(Work task)
Whatever appears in the records should be given again exactly, down to the last mark.

(Exercise data)
/---

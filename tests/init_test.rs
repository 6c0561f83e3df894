// Process-wide initialization gets its own test binary since it can only
// happen once per process.
use docvec::{config, init, GlobalConfig, LogConfig, LogLevel, StatusCode};

#[test]
fn test_init_is_idempotent_for_identical_config() {
    let dir = tempfile::TempDir::new().unwrap();
    let log = match LogConfig::file(LogLevel::Info) {
        LogConfig::File {
            level,
            basename,
            file_size_mb,
            overdue_days,
            ..
        } => LogConfig::File {
            level,
            dir: dir.path().join("logs"),
            basename,
            file_size_mb,
            overdue_days,
        },
        other => other,
    };
    let cfg = GlobalConfig::default()
        .with_memory_limit_mb(64)
        .with_query_threads(2)
        .with_log(log);

    let mut bad = cfg.clone();
    bad.brute_force_by_keys_ratio = Some(2.0);
    assert_eq!(init(bad).unwrap_err().code(), StatusCode::InvalidArgument);
    assert!(!config::is_installed());

    init(cfg.clone()).unwrap();
    assert!(config::is_installed());
    assert_eq!(config::global(), cfg);
    assert!(dir.path().join("logs").join("docvec.log").exists());

    init(cfg.clone()).unwrap();

    let other = cfg.with_optimize_threads(4);
    assert_eq!(init(other).unwrap_err().code(), StatusCode::FailedPrecondition);
}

\---

(Answer)
filename tests/init_test.rs
repository 6c0561f83e3df894
// Process-wide initialization gets its own test binary since it can only
// happen once per process.
use docvec::{config, init, GlobalConfig, LogConfig, LogLevel, StatusCode};

#[test]
fn test_init_is_idempotent_for_identical_config() {
    let dir = tempfile::TempDir::new().unwrap();
    let log = match LogConfig::file(LogLevel::Info) {
        LogConfig::File {
            level,
            basename,
            file_size_mb,
            overdue_days,
            ..
        } => LogConfig::File {
            level,
            dir: dir.path().join("logs"),
            basename,
            file_size_mb,
            overdue_days,
        },
        other => other,
    };
    let cfg = GlobalConfig::default()
        .with_memory_limit_mb(64)
        .with_query_threads(2)
        .with_log(log);

    let mut bad = cfg.clone();
    bad.brute_force_by_keys_ratio = Some(2.0);
    assert_eq!(init(bad).unwrap_err().code(), StatusCode::InvalidArgument);
    assert!(!config::is_installed());

    init(cfg.clone()).unwrap();
    assert!(config::is_installed());
    assert_eq!(config::global(), cfg);
    assert!(dir.path().join("logs").join("docvec.log").exists());

    init(cfg.clone()).unwrap();

    let other = cfg.with_optimize_threads(4);
    assert_eq!(init(other).unwrap_err().code(), StatusCode::FailedPrecondition);
}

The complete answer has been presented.